• Problem description: Go through the records line by line. Report how many lines contain "push", with nothing else.

• Recorded information:
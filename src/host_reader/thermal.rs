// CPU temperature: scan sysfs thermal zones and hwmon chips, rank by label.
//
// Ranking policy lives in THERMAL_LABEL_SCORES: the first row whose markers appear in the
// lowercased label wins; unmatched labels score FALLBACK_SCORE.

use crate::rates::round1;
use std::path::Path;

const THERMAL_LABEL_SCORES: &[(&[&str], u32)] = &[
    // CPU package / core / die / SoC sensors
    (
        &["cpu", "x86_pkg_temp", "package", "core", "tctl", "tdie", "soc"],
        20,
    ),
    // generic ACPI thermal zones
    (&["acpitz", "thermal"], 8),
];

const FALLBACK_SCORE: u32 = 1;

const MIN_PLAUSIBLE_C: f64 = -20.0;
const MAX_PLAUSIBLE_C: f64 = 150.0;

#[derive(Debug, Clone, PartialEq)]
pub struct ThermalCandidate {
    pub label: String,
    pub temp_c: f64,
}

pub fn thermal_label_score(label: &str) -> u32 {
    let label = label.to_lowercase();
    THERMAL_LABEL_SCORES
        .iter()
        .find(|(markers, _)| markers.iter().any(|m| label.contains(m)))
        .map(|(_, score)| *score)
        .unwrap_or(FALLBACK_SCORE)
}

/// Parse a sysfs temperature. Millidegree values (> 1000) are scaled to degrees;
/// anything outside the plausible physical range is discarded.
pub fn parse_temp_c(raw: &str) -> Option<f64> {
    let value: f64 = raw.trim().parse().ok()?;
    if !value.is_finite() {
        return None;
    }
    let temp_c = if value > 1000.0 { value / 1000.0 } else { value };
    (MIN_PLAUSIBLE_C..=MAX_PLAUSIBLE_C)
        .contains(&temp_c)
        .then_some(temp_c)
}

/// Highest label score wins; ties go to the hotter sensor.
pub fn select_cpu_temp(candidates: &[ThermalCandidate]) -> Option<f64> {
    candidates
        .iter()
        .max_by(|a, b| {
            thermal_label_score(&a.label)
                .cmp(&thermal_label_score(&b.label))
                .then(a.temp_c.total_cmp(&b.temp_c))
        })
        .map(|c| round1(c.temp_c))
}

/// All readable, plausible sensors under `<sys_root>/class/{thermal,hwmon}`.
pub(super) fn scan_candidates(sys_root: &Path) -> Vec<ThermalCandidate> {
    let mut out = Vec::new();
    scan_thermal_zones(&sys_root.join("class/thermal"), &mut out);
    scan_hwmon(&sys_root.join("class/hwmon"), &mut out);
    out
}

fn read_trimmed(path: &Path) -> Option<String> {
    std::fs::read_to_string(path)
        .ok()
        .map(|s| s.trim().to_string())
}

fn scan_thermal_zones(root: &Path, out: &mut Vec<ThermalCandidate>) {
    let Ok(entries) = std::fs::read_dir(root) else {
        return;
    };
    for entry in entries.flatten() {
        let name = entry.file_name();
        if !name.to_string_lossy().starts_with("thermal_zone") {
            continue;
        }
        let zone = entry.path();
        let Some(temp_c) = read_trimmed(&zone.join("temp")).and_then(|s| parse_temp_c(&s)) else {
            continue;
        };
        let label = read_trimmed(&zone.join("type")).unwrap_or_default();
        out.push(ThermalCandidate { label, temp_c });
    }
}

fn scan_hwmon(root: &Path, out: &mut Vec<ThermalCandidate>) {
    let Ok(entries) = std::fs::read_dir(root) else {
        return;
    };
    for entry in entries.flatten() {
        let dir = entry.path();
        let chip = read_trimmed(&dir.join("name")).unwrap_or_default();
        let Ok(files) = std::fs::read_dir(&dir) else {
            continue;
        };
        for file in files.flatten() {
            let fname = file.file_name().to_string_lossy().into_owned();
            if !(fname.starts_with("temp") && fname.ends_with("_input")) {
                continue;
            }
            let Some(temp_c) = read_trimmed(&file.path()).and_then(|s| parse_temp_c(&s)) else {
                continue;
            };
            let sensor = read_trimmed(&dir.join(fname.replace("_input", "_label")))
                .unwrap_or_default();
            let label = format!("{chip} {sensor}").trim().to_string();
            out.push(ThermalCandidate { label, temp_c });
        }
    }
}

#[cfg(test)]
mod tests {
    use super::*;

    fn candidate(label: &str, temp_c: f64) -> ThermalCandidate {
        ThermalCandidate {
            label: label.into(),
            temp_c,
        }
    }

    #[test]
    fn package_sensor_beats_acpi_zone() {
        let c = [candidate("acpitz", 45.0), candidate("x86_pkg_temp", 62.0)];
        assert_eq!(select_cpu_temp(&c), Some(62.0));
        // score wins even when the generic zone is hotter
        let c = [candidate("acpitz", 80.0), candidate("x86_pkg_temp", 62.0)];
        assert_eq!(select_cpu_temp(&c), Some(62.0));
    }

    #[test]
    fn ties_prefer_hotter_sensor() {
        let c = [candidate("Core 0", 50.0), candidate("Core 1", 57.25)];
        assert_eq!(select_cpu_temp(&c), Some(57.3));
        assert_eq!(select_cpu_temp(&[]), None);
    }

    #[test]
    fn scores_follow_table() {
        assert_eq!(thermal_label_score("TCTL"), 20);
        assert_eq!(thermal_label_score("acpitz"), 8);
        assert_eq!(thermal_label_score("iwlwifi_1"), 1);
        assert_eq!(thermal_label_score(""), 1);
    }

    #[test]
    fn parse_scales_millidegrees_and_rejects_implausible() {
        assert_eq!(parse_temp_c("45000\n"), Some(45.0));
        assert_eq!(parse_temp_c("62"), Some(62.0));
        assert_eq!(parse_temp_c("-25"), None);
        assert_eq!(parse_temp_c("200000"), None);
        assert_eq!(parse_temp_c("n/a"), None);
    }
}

• Answer: 2